Romero and two others were killed on Sunday when a gunman opened fire at the Northern California town’s annual event. The boy’s father, Alberto Romero, said Stephen had just celebrated his sixth birthday at Legoland, NBC reported.
“My son had his whole life to live and he was only 6,” the father told NBC. “That’s all I can say.”
The boy lived in San Jose, near Gilroy.
“He was an awesome little 6-year-old kid,” Mario Ramos, a neighbor of Romero’s family, told the Sacramento Bee. “It’s just a tragedy … A 6-year-old kid, never did anything to nobody.”
Mayor Pete Buttigieg of South Bend, Indiana, responded to Klobuchar’s gun comments with a criticism at the CNN-hosted debate in Detroit, Michigan.
“This is the exact same conversation we’ve been having since I was in high school,” Buttigieg said, mentioning that he was a junior in high school when there was a mass shooting at Columbine High School in Colorado. “Something is broken if it is even possible for the same debate around the same solutions … We know what to do, and it has not happened.”
Klobuchar blamed the National Rifle Association, telling the audience at the Fox Theatre that President Donald Trump once agreed in a meeting to background checks but changed his mind after meeting with the pro-gun group.
“This is about the NRA,” Klobuchar said. “As your president, I will not fold. I will make sure we get universal background checks passed.”
The Minnesota senator also brought up the mass shooting last year at Marjory Stoneman Douglas High School in Parkland, Florida.
“What is broken is the political system,” Klobuchar said. “The people are with us now, after Parkland.”
Klobuchar said the House passed a universal background check bill, but blamed Republican Senate Majority Leader Mitch McConnell for letting the legislation die in the Senate.
Buttigieg also blamed Washington.
“What we’re doing hasn’t worked because we haven’t had a system in Washington capable of delivering what the American people have told us they want,” Buttigieg said, adding that “90 percent of Republicans want universal background checks, not to mention the common-sense solutions like red flag laws that disarm domestic abusers and flag mental health risks and an end to assault weapons, things like what I carried overseas in uniform that have no business in an American neighborhood in peacetime, let alone anywhere near a school.”

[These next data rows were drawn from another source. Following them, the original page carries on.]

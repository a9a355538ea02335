//! Reactive Primitives
//!
//! This module implements the core reactive system: signals, memos, and effects.
//!
//! # Concepts
//!
//! ## Signals
//!
//! A Signal is a container for mutable state. When a signal's value is read
//! while a memo or effect is running, the signal automatically registers that
//! computation as a dependent. When the signal's value changes, dependents are
//! marked stale.
//!
//! ## Memos
//!
//! A Memo is a derived value that caches its result. It re-evaluates lazily,
//! on read, and only when one of its dependencies really changed. A memo that
//! recomputes to an equal value does not disturb its own dependents.
//!
//! ## Effects
//!
//! An Effect is a side-effecting computation that runs whenever its dependencies
//! change. Effects are used to synchronize reactive state with the outside
//! world. They may write signals; memos may not.
//!
//! # Implementation Notes
//!
//! The runtime keeps a stack of running computations. When a signal or memo
//! is read, it is linked to the computation on top of that stack. The links
//! are rebuilt on every run, so dependencies that are only read on some
//! branches are dropped as soon as a run stops reading them.

mod context;
mod effect;
mod memo;
mod propagate;
mod runtime;
mod signal;

pub use effect::{Effect, EffectState, IntoTeardown, Teardown};
pub use memo::Memo;
pub use runtime::{batch, untrack, Runtime, RuntimeStats};
pub use signal::Signal;

use crate::error::Result;

/// The body of a memo or effect, as seen by the runtime.
pub(crate) trait Computation {
    /// Run the body under the current tracking frame. Returns whether the
    /// observable value changed.
    fn compute(&self) -> Result<bool>;

    /// Release whatever the previous run left behind.
    fn cleanup(&self) {}
}
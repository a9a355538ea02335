//! Memo Implementation
//!
//! A Memo is a cached derived value that re-evaluates only when its
//! dependencies change.
//!
//! # How Memos Work
//!
//! 1. On first access, the memo runs its computation and caches the result.
//!
//! 2. When accessed again, if no dependencies have changed, returns cached value.
//!
//! 3. When a dependency changes, the memo is marked pending.
//!
//! 4. On next access, the memo re-checks if inputs actually changed.
//!
//! 5. If inputs changed, recompute. Otherwise, mark clean and return cache.
//!
//! # Why This Matters
//!
//! This lazy approach avoids unnecessary recomputation:
//!
//! - A signal changes
//! - 10 memos depend on it
//! - Only the memos actually accessed will recompute
//! - Memos that are never read stay pending (no wasted work)
//!
//! A recomputation that yields an equal value leaves the memo's version
//! alone, so memos and effects downstream see no change and do not run.
//!
//! # Restrictions
//!
//! The computation must not write signals or dispose nodes; doing so fails
//! with `WriteDuringCompute`. A memo that reads itself, directly or through
//! other memos, fails with `CyclicDependency`.

use std::borrow::Cow;
use std::cell::{Ref, RefCell};
use std::fmt;
use std::rc::Rc;

use super::runtime::Runtime;
use super::Computation;
use crate::error::{ReactiveError, Result};
use crate::graph::{NodeId, NodeKind, NodeState};

/// A cached derived value.
///
/// # Example
///
/// ```rust
/// use trellis_core::{Memo, Signal};
///
/// let count = Signal::new(2);
/// let doubled = Memo::new({
///     let count = count.clone();
///     move || Ok(count.get()? * 2)
/// });
///
/// assert_eq!(doubled.get().unwrap(), 4);
/// count.set(5).unwrap();
/// assert_eq!(doubled.get().unwrap(), 10);
/// ```
pub struct Memo<T: 'static> {
    shared: Rc<MemoShared<T>>,
}

struct MemoShared<T: 'static> {
    id: NodeId,
    slot: Rc<MemoSlot<T>>,
}

impl<T: 'static> Drop for MemoShared<T> {
    fn drop(&mut self) {
        let id = self.id;
        Runtime::try_with(|rt| rt.release_node(id));
    }
}

/// The part of a memo the runtime calls into.
struct MemoSlot<T> {
    id: NodeId,
    compute: Box<dyn Fn() -> Result<T>>,
    value: RefCell<Option<T>>,
    equals: fn(&T, &T) -> bool,
}

impl<T> Computation for MemoSlot<T> {
    fn compute(&self) -> Result<bool> {
        let next = (self.compute)()?;
        let mut value = self
            .value
            .try_borrow_mut()
            .map_err(|_| ReactiveError::BorrowConflict { node: self.id })?;
        match value.as_ref() {
            Some(previous) if (self.equals)(previous, &next) => Ok(false),
            _ => {
                *value = Some(next);
                Ok(true)
            }
        }
    }
}

impl<T: PartialEq + 'static> Memo<T> {
    /// Create a new memo with the given computation.
    ///
    /// The computation does not run until the first read.
    pub fn new<F>(compute: F) -> Self
    where
        F: Fn() -> Result<T> + 'static,
    {
        Self::with_equality(compute, |a, b| a == b)
    }
}

impl<T: 'static> Memo<T> {
    /// Create a memo that uses `equals` to decide whether a recomputation
    /// produced a new value.
    pub fn with_equality<F>(compute: F, equals: fn(&T, &T) -> bool) -> Self
    where
        F: Fn() -> Result<T> + 'static,
    {
        Runtime::with(|rt| {
            let id = rt.create_node(NodeKind::Memo);
            let slot = Rc::new(MemoSlot {
                id,
                compute: Box::new(compute),
                value: RefCell::new(None),
                equals,
            });
            rt.attach(id, slot.clone());
            Self {
                shared: Rc::new(MemoShared { id, slot }),
            }
        })
    }

    /// Attach a debug label used in errors and logs.
    pub fn with_label(self, label: impl Into<Cow<'static, str>>) -> Self {
        let label = label.into();
        Runtime::with(|rt| rt.set_label(self.shared.id, label));
        self
    }

    /// Get the memo's node id.
    pub fn id(&self) -> NodeId {
        self.shared.id
    }

    /// Borrow the value, recomputing first if needed. Tracks the read.
    pub fn with<R>(&self, f: impl FnOnce(&T) -> R) -> Result<R> {
        let id = self.shared.id;
        Runtime::with(|rt| {
            rt.update_memo(id)?;
            rt.observe(id, NodeKind::Memo)
        })?;
        let value = self.borrow()?;
        Ok(f(&value))
    }

    /// Borrow the value, recomputing first if needed, without tracking the
    /// read.
    pub fn with_untracked<R>(&self, f: impl FnOnce(&T) -> R) -> Result<R> {
        Runtime::with(|rt| rt.update_memo(self.shared.id))?;
        let value = self.borrow()?;
        Ok(f(&value))
    }

    /// Get the staleness state without bringing the memo up to date.
    pub fn state(&self) -> Result<NodeState> {
        Runtime::with(|rt| rt.node_state(self.shared.id, NodeKind::Memo))
    }

    /// Get the version, which advances every time a recomputation produces a
    /// new value.
    pub fn version(&self) -> Result<u64> {
        Runtime::with(|rt| rt.node_version(self.shared.id, NodeKind::Memo))
    }

    /// Dispose the memo.
    ///
    /// Dependencies are unlinked. Dependents are unlinked and marked dirty;
    /// their next run sees `DisposedNodeAccessed` if they still read this
    /// memo.
    pub fn dispose(&self) -> Result<()> {
        Runtime::with(|rt| rt.dispose_node(self.shared.id, NodeKind::Memo))
    }

    /// Check whether the memo has been disposed.
    pub fn is_disposed(&self) -> bool {
        Runtime::with(|rt| !rt.state().graph.contains(self.shared.id))
    }

    fn borrow(&self) -> Result<Ref<'_, T>> {
        let value = self
            .shared
            .slot
            .value
            .try_borrow()
            .map_err(|_| ReactiveError::BorrowConflict {
                node: self.shared.id,
            })?;
        Ref::filter_map(value, Option::as_ref)
            .map_err(|_| ReactiveError::disposed(self.shared.id, NodeKind::Memo))
    }
}

impl<T: Clone + 'static> Memo<T> {
    /// Get the value, recomputing first if needed. Tracks the read.
    pub fn get(&self) -> Result<T> {
        self.with(T::clone)
    }

    /// Get the value, recomputing first if needed, without tracking the read.
    pub fn get_untracked(&self) -> Result<T> {
        self.with_untracked(T::clone)
    }
}

impl<T: 'static> Clone for Memo<T> {
    fn clone(&self) -> Self {
        Self {
            shared: Rc::clone(&self.shared),
        }
    }
}

impl<T: fmt::Debug + 'static> fmt::Debug for Memo<T> {
    fn fmt(&self, f: &mut fmt::Formatter<'_>) -> fmt::Result {
        let mut out = f.debug_struct("Memo");
        out.field("id", &self.shared.id);
        match self.shared.slot.value.try_borrow() {
            Ok(value) => out.field("value", &*value),
            Err(_) => out.field("value", &"<borrowed>"),
        };
        out.finish()
    }
}

// ---------------- Tests ----------------
impl Runtime {
    /// Bring memo `id` up to date.
    pub(crate) fn update_memo(&self, id: NodeId) -> Result<()> {
        let action = {
            let state = self.state();
            let Some(node) = state.graph.node(id) else {
                return Err(ReactiveError::disposed(id, NodeKind::Memo));
            };
            if node.running {
                let err = state.cycle_error(id);
                debug!(node = %id, error = %err, "cycle detected");
                return Err(err);
            }
            match node.state {
                NodeState::Clean => return Ok(()),
                NodeState::Dirty => Update::Recompute,
                NodeState::Pending | NodeState::CleanOrphan => Update::Check,
            }
        };

        let guard = RunningGuard::enter(self, id, NodeKind::Memo);
        let result = match action {
            Update::Recompute => self.recompute(id),
            Update::Check => match self.dependencies_changed(id) {
                Ok(true) => self.recompute(id),
                Ok(false) => {
                    let mut state = self.state();
                    if let Some(node) = state.graph.node_mut(id) {
                        node.state = node.settled_state();
                        node.relay = false;
                        trace!(node = %id, state = ?node.state, "memo settled");
                    }
                    Ok(())
                }
                Err(err) => Err(err),
            },
        };
        guard.finish(result.is_err());
        result
    }

    /// Check whether any dependency of `id` changed since it last ran.
    pub(crate) fn dependencies_changed(&self, id: NodeId) -> Result<bool> {
        let mut cursor = self
            .state()
            .graph
            .node(id)
            .and_then(|node| node.dependencies.head);

        while let Some(edge) = cursor {
            let (producer, kind) = {
                let state = self.state();
                let producer = state.graph.edge(edge).producer;
                match state.graph.node(producer) {
                    Some(node) => (producer, node.kind),
                    None => return Ok(true),
                }
            };

            if kind == NodeKind::Memo {
                self.update_memo(producer)?;
            }

            let state = self.state();
            if !state.graph.has_edge(edge) {
                return Ok(true);
            }
            let record = state.graph.edge(edge);
            if record.consumer != id || record.producer != producer {
                return Ok(true);
            }
            let current = state.graph.node(producer).map(|node| node.version);
            if current != Some(record.version) {
                trace!(node = %id, %producer, "dependency changed");
                return Ok(true);
            }
            cursor = record.next_dependency;
        }
        Ok(false)
    }

    /// Run the compute of memo `id` and publish the result.
    fn recompute(&self, id: NodeId) -> Result<()> {
        let (computation, epoch) = {
            let mut state = self.state();
            let computation = state
                .graph
                .node(id)
                .and_then(|node| node.computation.clone())
                .ok_or_else(|| ReactiveError::disposed(id, NodeKind::Memo))?;
            (computation, state.next_epoch())
        };

        trace!(node = %id, epoch, "recomputing memo");
        let frame = FrameGuard::enter(self, Frame::tracking(FrameKind::Memo, id, epoch));
        let outcome = computation.compute();
        let frame = frame.finish();
        let changed = outcome?;

        let mut state = self.state();
        state.prune_after(id, frame.cursor);
        let Some(node) = state.graph.node_mut(id) else {
            return Ok(());
        };
        node.errored = false;
        node.relay = false;
        node.state = node.settled_state();
        if changed {
            node.version += 1;
            trace!(node = %id, version = node.version, "memo changed");
            state.push(id);
        }
        Ok(())
    }

    /// Run effect `id`: tear down the previous run, then track a new one.
    pub(crate) fn run_effect(&self, id: NodeId) -> Result<()> {
        let computation = {
            let state = self.state();
            match state.graph.node(id).and_then(|node| node.computation.clone()) {
                Some(computation) => computation,
                None => return Ok(()),
            }
        };

        computation.cleanup();

        let epoch = {
            let mut state = self.state();
            let Some(node) = state.graph.node_mut(id) else {
                // The teardown disposed the effect.
                return Ok(());
            };
            node.state = NodeState::Clean;
            node.scheduled = false;
            state.next_epoch()
        };

        trace!(node = %id, epoch, "running effect");
        let guard = RunningGuard::enter(self, id, NodeKind::Effect);
        let frame = FrameGuard::enter(self, Frame::tracking(FrameKind::Effect, id, epoch));
        let outcome = computation.compute();
        let frame = frame.finish();
        guard.finish(outcome.is_err());

        let disposed = {
            let mut state = self.state();
            if !state.graph.contains(id) {
                true
            } else {
                if outcome.is_ok() {
                    state.prune_after(id, frame.cursor);
                }
                false
            }
        };
        if disposed {
            // Disposed from inside its own run: nothing will call the new
            // teardown later.
            computation.cleanup();
        }
        outcome.map(|_| ())
    }

    /// Handle one queue entry.
    fn process_effect(&self, id: NodeId) -> Result<()> {
        let status = {
            let state = self.state();
            match state.graph.node(id) {
                Some(node) if node.scheduled => node.state,
                _ => return Ok(()),
            }
        };

        let rerun = match status {
            NodeState::Dirty => true,
            NodeState::Clean => false,
            NodeState::Pending | NodeState::CleanOrphan => self.dependencies_changed(id)?,
        };

        if rerun {
            self.run_effect(id)
        } else {
            let mut state = self.state();
            if let Some(node) = state.graph.node_mut(id) {
                node.state = NodeState::Clean;
                node.scheduled = false;
            }
            trace!(node = %id, "effect skipped, dependencies unchanged");
            Ok(())
        }
    }

    /// Drain the effect queue unless a batch, a drain or a computation is
    /// already in progress.
    pub(crate) fn drain_effects(&self) -> Result<()> {
        {
            let mut state = self.state();
            if !state.queue.can_flush()
                || state.context.inside_computation()
                || state.queue.is_empty()
            {
                return Ok(());
            }
            state.queue.set_flushing(true);
            debug!(queued = state.queue.len(), "draining effect queue");
        }
        let _flushing = FlushGuard { runtime: self };

        let config = self.current_config();
        let mut errors = Vec::new();
        let mut runs = 0usize;

        loop {
            let next = self.state().queue.pop();
            let Some(id) = next else {
                break;
            };

            runs += 1;
            if runs > config.max_effect_runs_per_flush {
                let dropped = self.abandon_queue(id);
                warn!(
                    limit = config.max_effect_runs_per_flush,
                    dropped, "effect flush exceeded its run limit"
                );
                errors.push(ReactiveError::RunawayEffects {
                    limit: config.max_effect_runs_per_flush,
                });
                break;
            }

            let result = if config.isolate_effect_panics {
                panic::catch_unwind(AssertUnwindSafe(|| self.process_effect(id)))
                    .unwrap_or_else(|payload| Err(ReactiveError::panicked(payload)))
            } else {
                self.process_effect(id)
            };

            if let Err(err) = result {
                warn!(effect = %id, error = %err, "effect failed");
                self.mark_effect_failed(id);
                errors.push(ReactiveError::EffectFailed {
                    effect: id,
                    source: Box::new(err),
                });
            }
        }

        debug!(runs, failures = errors.len(), "effect queue drained");
        ReactiveError::collect(errors)
    }

    /// Drop `current` and every queued entry after a runaway drain.
    fn abandon_queue(&self, current: NodeId) -> usize {
        let mut state = self.state();
        let mut dropped = state.queue.clear();
        dropped.push(current);
        for id in &dropped {
            if let Some(node) = state.graph.node_mut(*id) {
                node.scheduled = false;
            }
        }
        dropped.len()
    }

    /// Leave a failed effect dirty so the next push reschedules it.
    fn mark_effect_failed(&self, id: NodeId) {
        let mut state = self.state();
        let queued = state.queue.contains(id);
        if let Some(node) = state.graph.node_mut(id) {
            node.state = NodeState::Dirty;
            node.errored = true;
            if !queued {
                node.scheduled = false;
            }
        }
        state.relay_through(id);
    }
}

/// Guard that clears the `running` flag when dropped.
///
/// A computation that fails or panics leaves its node `Dirty` so the next
/// read or push retries it.
struct RunningGuard<'rt> {
    runtime: &'rt Runtime,
    id: NodeId,
    kind: NodeKind,
    active: bool,
}

impl<'rt> RunningGuard<'rt> {
    fn enter(runtime: &'rt Runtime, id: NodeId, kind: NodeKind) -> Self {
        let mut state = runtime.state();
        if let Some(node) = state.graph.node_mut(id) {
            node.running = true;
        }
        if kind == NodeKind::Memo {
            state.context.enter_update(id);
        }
        Self {
            runtime,
            id,
            kind,
            active: true,
        }
    }

    fn finish(mut self, failed: bool) {
        self.active = false;
        let mut state = self.runtime.state();
        self.release(&mut state, failed);
    }

    fn release(&self, state: &mut State, failed: bool) {
        if self.kind == NodeKind::Memo {
            state.context.exit_update(self.id);
        }
        if let Some(node) = state.graph.node_mut(self.id) {
            node.running = false;
            node.errored = failed;
            if failed {
                node.state = NodeState::Dirty;
            }
        }
        if failed {
            state.relay_through(self.id);
        }
    }
}

impl Drop for RunningGuard<'_> {
    fn drop(&mut self) {
        if !self.active {
            return;
        }
        if let Some(mut state) = self.runtime.try_state() {
            self.release(&mut state, thread::panicking());
        }
    }
}

/// Guard that ends a drain when dropped.
struct FlushGuard<'rt> {
    runtime: &'rt Runtime,
}

impl Drop for FlushGuard<'_> {
    fn drop(&mut self) {
        if let Some(mut state) = self.runtime.try_state() {
            state.queue.set_flushing(false);
        }
    }
}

The other candidates debating on Tuesday night were Vermont Sen. Bernie Sanders, Massachusetts Sen. Elizabeth Warren, former Texas Rep. Beto O’Rourke, former Colorado Gov. John Hickenlooper, Ohio Rep. Tim Ryan, former Maryland Rep. John Delaney, author Marianne Williamson and Montana Gov. Steve Bullock.
The 10 other candidates who made the debates will appear together Wednesday, including early front-runner in the polls former Vice President Joe Biden, as well as California Sen. Kamala Harris.